Her murder came in conjunction with the deaths of three other high profile Iraqi women: Suad al-Ali, a women’s rights activist, who was also shot in broad daylight in Basra on the way to her car. Weeks before that, two more Iraqi women, both beauticians that were publically criticised were killed one week apart. Dr Rafifi al-Yasiri, who was widely criticised, called the “Barbie of Iraq” due to her stance that changing physical appearance is an empowering experience for women, suspiciously died of a drug overdose. Rasha al-Hassan was found in her home, and the cause of death remains unclear.
There is little to indicate that this will be a priority for the Iraqi government, given the regional climate on such matters. Particularly, when considering their neighbour and ally, Saudi Arabia has a number of female rights activists imprisoned awaiting the death penalty due to activism on women’s right to drive in the country. This is in addition to reports of torture of these women emerge.
Three different sources have reported instances of electrocution, whipping, sleep deprivation and sexual exploitation according to the Wall Street Journal, Amnesty International, and Human Rights Watch.
It is a chronic pattern of the Arab world to imprison or harm influential women who are positioned and working towards changing the status quo. This need not even be through advocacy as is the case with the Saudi women, but merely presenting a model of independent female success.
Three years ago in Jordan, two sisters, Soraya and Jumana Salti, both successful, independent women were found dead under suspicious circumstances. The bodies of both women were found at the foot of a construction site in a run-down area of the capital city.
Soraya headed the Injaz Al Arab education project that promotes entrepreneurship in the region, and Jumana was a director at PricewaterhouseCoopers. The women were found to have fallen from a building alongside a barely legible suicide note addressed to their parents, who refuse to acknowledge that their daughters would commit suicide.
Many disputed, strongly, that the sisters would ever kill themselves. However, the case has since been closed with no genuine investigation conducted.
Women are growing increasingly unsafe in both public and private spaces with studies indicating increased violence against them.
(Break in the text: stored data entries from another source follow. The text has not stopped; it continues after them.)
use super::*;

use crate::ConjugateGraph;
use crate::internal;

use rand::{Rng, SeedableRng};
use rand::rngs::StdRng;

use std::sync::atomic::{AtomicUsize, Ordering};

//-----------------------------------------------------------------------------

// A random graph where some vertex pairs have been deleted.
fn sparse_graph(seed: u64) -> ConjugateGraph {
    let mut rng = StdRng::seed_from_u64(seed);
    let mut graph = internal::random_graph(3, 30, 40, &mut rng);
    let vertices: Vec<VertexId> = graph.canonical_vertices().collect();
    for vertex in vertices {
        if graph.is_isolated(vertex) || rng.gen_bool(0.1) {
            let edges: Vec<EdgeId> = graph.outgoing_edges(vertex).iter()
                .chain(graph.outgoing_edges(graph.conjugate(vertex)).iter())
                .copied()
                .collect();
            for edge in edges {
                // A hairpin edge may already be gone as the conjugate of another one.
                if graph.contains_edge(edge) {
                    graph.delete_edge(edge);
                }
            }
            graph.delete_vertex(vertex);
        }
    }
    graph
}

fn check_vertex_chunks<V: VertexData>(helper: &ParallelIterationHelper<V>, graph: &GraphCore<V>, n: usize) {
    let chunks = helper.vertex_chunks(n);
    let total = graph.size();
    assert_eq!(chunks.len(), n + 1, "Wrong number of boundaries for {} chunks", n);
    assert_eq!(chunks[n], VertexCursor::End, "The last boundary is not the end for {} chunks", n);
    match graph.vertices().next() {
        Some(first) => assert_eq!(chunks[0], VertexCursor::At(first), "The first boundary is not the first vertex for {} chunks", n),
        None => assert_eq!(chunks[0], VertexCursor::End, "Non-empty chunk in an empty graph"),
    }

    let mut found: Vec<VertexId> = Vec::new();
    for (i, bounds) in chunks.windows(2).enumerate() {
        assert!(bounds[0] <= bounds[1], "Boundaries {} and {} are not in order for {} chunks", i, i + 1, n);
        let chunk: Vec<VertexId> = helper.vertices_between(bounds[0], bounds[1]).collect();
        let expected_len = if i == 0 { total / n + total % n } else { total / n };
        assert_eq!(chunk.len(), expected_len, "Wrong size for chunk {} of {}", i, n);
        found.extend(chunk);
    }
    let expected: Vec<VertexId> = graph.vertices().collect();
    assert_eq!(found, expected, "Chunks do not partition the vertices for {} chunks", n);
}

//-----------------------------------------------------------------------------

#[test]
fn vertex_chunks_partition() {
    let graph = sparse_graph(21);
    let helper = ParallelIterationHelper::new(graph.core());
    assert!(graph.size() > 10, "The test graph is too small");
    for n in 1..=graph.size() {
        check_vertex_chunks(&helper, graph.core(), n);
    }
}

#[test]
fn more_chunks_than_vertices() {
    let mut graph: ConjugateGraph = ConjugateGraph::new(2);
    graph.add_vertex(());
    graph.add_vertex(());
    let helper = ParallelIterationHelper::new(graph.core());
    for n in [5, 8, 100] {
        check_vertex_chunks(&helper, graph.core(), n);
        let chunks = helper.vertex_chunks(n);
        assert!(chunks[1..].iter().all(|cursor| *cursor == VertexCursor::End), "Trailing chunks should be empty for {} chunks", n);
    }
}

#[test]
fn empty_graph() {
    let graph: ConjugateGraph = ConjugateGraph::new(2);
    let helper = ParallelIterationHelper::new(graph.core());
    check_vertex_chunks(&helper, graph.core(), 4);
    assert_eq!(helper.edge_chunks(4, false), vec![EdgeCursor::END; 5], "Wrong edge chunks for an empty graph");
    assert_eq!(helper.process_vertices(4, |_| ()), 0, "Processed vertices in an empty graph");
    assert_eq!(helper.process_edges(4, true, |_| ()), 0, "Processed edges in an empty graph");
}

#[test]
#[should_panic]
fn zero_chunks() {
    let graph: ConjugateGraph = ConjugateGraph::new(2);
    let helper = ParallelIterationHelper::new(graph.core());
    let _ = helper.vertex_chunks(0);
}

//-----------------------------------------------------------------------------

#[test]
fn edge_chunks_partition() {
    let graph = sparse_graph(22);
    let helper = ParallelIterationHelper::new(graph.core());
    for canonical_only in [false, true] {
        let mut expected: Vec<EdgeId> = graph.edges(canonical_only).collect();
        expected.sort();
        for n in [1, 2, 3, 7, 16, 100] {
            let chunks = helper.edge_chunks(n, canonical_only);
            assert_eq!(chunks.len(), n + 1, "Wrong number of edge boundaries for {} chunks", n);
            assert_eq!(chunks[n], EdgeCursor::END, "The last edge boundary is not the end for {} chunks", n);
            let mut found: Vec<EdgeId> = Vec::new();
            for bounds in chunks.windows(2) {
                assert!(bounds[0] <= bounds[1], "Edge boundaries are not in order for {} chunks", n);
                found.extend(helper.edges_between(bounds[0], bounds[1], canonical_only));
            }
            found.sort();
            assert_eq!(found, expected, "Edge chunks do not partition the edges (n = {}, canonical_only = {})", n, canonical_only);
        }
    }
}

#[test]
fn edge_boundaries_point_to_edges() {
    let graph = sparse_graph(23);
    let helper = ParallelIterationHelper::new(graph.core());
    for canonical_only in [false, true] {
        for cursor in helper.edge_chunks(5, canonical_only) {
            if let VertexCursor::At(vertex) = cursor.vertex {
                let edge = graph.outgoing_edges(vertex)[cursor.offset];
                assert!(!canonical_only || graph.is_canonical(edge), "Boundary {:?} points to a non-canonical edge", cursor);
            } else {
                assert_eq!(cursor, EdgeCursor::END, "Invalid end boundary {:?}", cursor);
            }
        }
    }
}

//-----------------------------------------------------------------------------

#[test]
fn process_in_parallel() {
    let graph = sparse_graph(24);
    let helper = ParallelIterationHelper::new(graph.core());
    let core = graph.core();

    for threads in [1, 2, 4, 7] {
        let sum = AtomicUsize::new(0);
        let processed = helper.process_vertices(threads, |vertex| {
            sum.fetch_add(vertex.id(), Ordering::Relaxed);
        });
        let expected: usize = core.vertices().map(|vertex| vertex.id()).sum();
        assert_eq!(processed, core.size(), "Wrong number of processed vertices with {} threads", threads);
        assert_eq!(sum.into_inner(), expected, "Wrong vertex sum with {} threads", threads);

        let length = AtomicUsize::new(0);
        let processed = helper.process_edges(threads, true, |edge| {
            length.fetch_add(core.length(edge), Ordering::Relaxed);
        });
        let expected: usize = core.edges(true).map(|edge| core.length(edge)).sum();
        assert_eq!(processed, core.edge_count() / 2, "Wrong number of processed canonical edges with {} threads", threads);
        assert_eq!(length.into_inner(), expected, "Wrong total length with {} threads", threads);

        let processed = helper.process_edges(threads, false, |_| ());
        assert_eq!(processed, core.edge_count(), "Wrong number of processed edges with {} threads", threads);
    }
}

#[test]
#[should_panic]
fn worker_panic() {
    let graph = sparse_graph(25);
    let helper = ParallelIterationHelper::new(graph.core());
    helper.process_vertices(3, |vertex| {
        if vertex.id() % 2 == 0 {
            panic!("Worker failed at vertex {}", vertex);
        }
    });
}

//-----------------------------------------------------------------------------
Through the disregard of these high profile cases, the governments of these countries are sending a clear message: women, you are not protected by your state.
This may even be emboldening men to continue to behave as though women are their property without repercussion. Crimes against women in and outside the household will not decrease until governments around the world, and specifically in the Arab world, see women as equal and protect them as such.
Through adjusting laws, as was done recently in Tunisia, ensuring women now have equal inheritance rights – governments begin to set ideological precedents which society can mould around.
Codifying equality has become an unfortunate necessity to progress. Only with governments acting as partners to women instead of adversaries and ensuring their protection, will society follow suit.